I've always been a little skeptical about travel insurance. Over the years numerous anecdotes have convinced myself that insurance companies will do everything to avoid paying a claim. I've even witnessed a health insurance company terminate coverage for breast cancer therapy midway through a patient's treatment plan.
However, in the last 18 months, I've seen a couple of straight-forward travel insurance claims paid in full. Perhaps my cynicism is misplaced. The first occurred two years ago when my parents made a claim for hospital treatment my father received while were in Montreal.
We'd rushed Dad to the hospital after he'd woken with severely swollen legs. At the time doctors suspected he was suffering from DVD. In the weeks preceding his admission we'd made four flights, including one trans-Pacific flight and a trans-continent flight in Canada. After a series of blood tests, anti-clotting injections and an elaborate ultrasound scan the doctor's could find no clots.

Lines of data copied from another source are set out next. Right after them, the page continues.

//! Systematic NO strategies: category priors and FDV overpricing.

use rust_decimal::prelude::FromPrimitive;
use rust_decimal::Decimal;

use super::helpers;
use crate::core::domain::{Candidate, SignalType, TradeDirection};
use crate::core::strategy::{Evaluator, Snapshot};

/// Buys NO where the learned category NO-rate says the market overprices
/// YES. One leg at the NO best ask; edge is the prior minus the price.
pub struct SystematicNo;

impl Evaluator for SystematicNo {
    fn name(&self) -> &'static str {
        "systematic_no"
    }

    fn evaluate(&self, snapshot: &Snapshot) -> Vec<Candidate> {
        let mut out = Vec::new();
        for signal in snapshot.signals_of(&SignalType::NoBias) {
            let (Some(market_id), Some(token_id)) = (&signal.market_id, &signal.token_id) else {
                continue;
            };
            let Some(book) = snapshot.book(token_id) else {
                continue;
            };
            let Some(ask) = book.best_ask() else {
                continue;
            };
            let Some(no_rate) = signal
                .payload
                .get("no_rate")
                .and_then(serde_json::Value::as_f64)
                .and_then(Decimal::from_f64)
            else {
                continue;
            };
            let edge_pct = no_rate - ask;
            if edge_pct <= Decimal::ZERO {
                continue;
            }
            let max_size = helpers::best_ask_notional(book)
                .unwrap_or(helpers::DEFAULT_MAX_SIZE)
                .min(helpers::DEFAULT_MAX_SIZE);
            let category = signal
                .payload
                .get("category")
                .and_then(serde_json::Value::as_str)
                .unwrap_or("unknown");
            out.push(helpers::candidate(
                self.name(),
                snapshot,
                signal,
                vec![helpers::leg(
                    market_id.clone(),
                    token_id.clone(),
                    TradeDirection::BuyNo,
                    ask,
                    Some(ask),
                )],
                edge_pct,
                max_size,
                signal.strength.max(0.4),
                0.3,
                snapshot.taken_at + chrono::Duration::minutes(30),
                format!("category {category} resolves NO at {no_rate}; NO asked at {ask}"),
            ));
        }
        out
    }
}

/// Buys NO on `fdv_overpriced` markets; the position decays with time to
/// the event end, so the candidate expires with the signal.
pub struct PreMarketFdv;

impl Evaluator for PreMarketFdv {
    fn name(&self) -> &'static str {
        "pre_market_fdv"
    }

    fn evaluate(&self, snapshot: &Snapshot) -> Vec<Candidate> {
        let mut out = Vec::new();
        for signal in snapshot.signals_of(&SignalType::FdvOverpriced) {
            let (Some(market_id), Some(token_id)) = (&signal.market_id, &signal.token_id) else {
                continue;
            };
            let Some(book) = snapshot.book(token_id) else {
                continue;
            };
            let Some(ask) = book.best_ask() else {
                continue;
            };
            // FDV launches overwhelmingly miss their listed valuation band;
            // treat the baked prior as the fair NO price.
            let prior = Decimal::new(80, 2); // 0.80
            let edge_pct = prior - ask;
            if edge_pct <= Decimal::ZERO {
                continue;
            }
            let expires_at = signal
                .expires_at
                .unwrap_or(snapshot.taken_at + chrono::Duration::hours(24));
            let max_size = helpers::best_ask_notional(book)
                .unwrap_or(helpers::DEFAULT_MAX_SIZE)
                .min(helpers::DEFAULT_MAX_SIZE);
            out.push(helpers::candidate(
                self.name(),
                snapshot,
                signal,
                vec![helpers::leg(
                    market_id.clone(),
                    token_id.clone(),
                    TradeDirection::BuyNo,
                    ask,
                    Some(ask),
                )],
                edge_pct,
                max_size,
                0.6,
                0.4,
                expires_at,
                format!("pre-market FDV market; NO asked at {ask} against a {prior} prior"),
            ));
        }
        out
    }
}

#[cfg(test)]
mod tests {
    use super::*;
    use crate::core::domain::{BookSnapshot, Direction, MarketId, PriceLevel, Signal, TokenId};
    use chrono::Utc;
    use rust_decimal_macros::dec;
    use serde_json::json;

    fn no_bias_signal(market: &str, token: &str, no_rate: f64) -> Signal {
        Signal::builder(SignalType::NoBias, "internal_scan")
            .market(MarketId::from(market))
            .token(TokenId::from(token))
            .direction(Direction::No)
            .strength(0.8)
            .payload(json!({ "category": "pre_market_fdv", "no_rate": no_rate, "ev_pct": 112.5 }))
            .created_at(Utc::now())
            .build()
    }

    fn book(token: &str, ask: Decimal) -> BookSnapshot {
        BookSnapshot::new(
            TokenId::from(token),
            Utc::now(),
            vec![PriceLevel::new(ask - dec!(0.02), dec!(1000))],
            vec![PriceLevel::new(ask, dec!(1000))],
        )
    }

    #[test]
    fn no_bias_signal_becomes_single_buy_no_leg() {
        let snapshot = Snapshot::for_tests()
            .book(book("t-no", dec!(0.40)))
            .signal(no_bias_signal("m2", "t-no", 0.85))
            .build();

        let candidates = SystematicNo.evaluate(&snapshot);
        assert_eq!(candidates.len(), 1);
        let c = &candidates[0];
        assert_eq!(c.legs.len(), 1);
        assert_eq!(c.legs[0].direction, TradeDirection::BuyNo);
        assert_eq!(c.edge_pct, dec!(0.45));
        assert_eq!(
            c.primary_market_id.as_ref().map(|m| m.as_str()),
            Some("m2")
        );
    }

    #[test]
    fn repriced_market_kills_the_edge() {
        // NO now asks above the prior; no candidate.
        let snapshot = Snapshot::for_tests()
            .book(book("t-no", dec!(0.90)))
            .signal(no_bias_signal("m2", "t-no", 0.85))
            .build();
        assert!(SystematicNo.evaluate(&snapshot).is_empty());
    }

    #[test]
    fn fdv_candidate_expires_with_the_signal() {
        let end = Utc::now() + chrono::Duration::days(20);
        let signal = Signal::builder(SignalType::FdvOverpriced, "internal_scan")
            .market(MarketId::from("m1"))
            .token(TokenId::from("t-no"))
            .direction(Direction::No)
            .expires_at(end)
            .created_at(Utc::now())
            .build();
        let snapshot = Snapshot::for_tests()
            .book(book("t-no", dec!(0.45)))
            .signal(signal)
            .build();

        let candidates = PreMarketFdv.evaluate(&snapshot);
        assert_eq!(candidates.len(), 1);
        assert_eq!(candidates[0].expires_at, end);
    }
}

Dad was cleared to fly and urged to keep his legs elevated for the remainder of our road trip through Ontario. Extended periods of elevation eventually reduced the swelling and we all breathed a sigh of relief. Dad's treatment cost several thousand dollars. Mum made a claim on travel insurance and was delighted when it was paid in full.
More recently, the rental car that Mum and I used in Cape Town received a minor, but visible, scrape on its rear bumper. I'd declined the rental company's insurance policy as American Express claimed that it would cover any such damage under a policy attached to my card. For years its encouraged cardholders to refuse rental company insurance.
Earlier this month I received a final bill from the rental car for repairs to the bumper. The final cost was a little over $300. I called American Express and asked if this cost could be reimbursed. They said it would and I duly submitted a claim. Last week the claim was paid in full. It's the first time I've ever claimed on a travel insurance policy. I was delighted by this payment and the relatively straight-forward process for making a claim.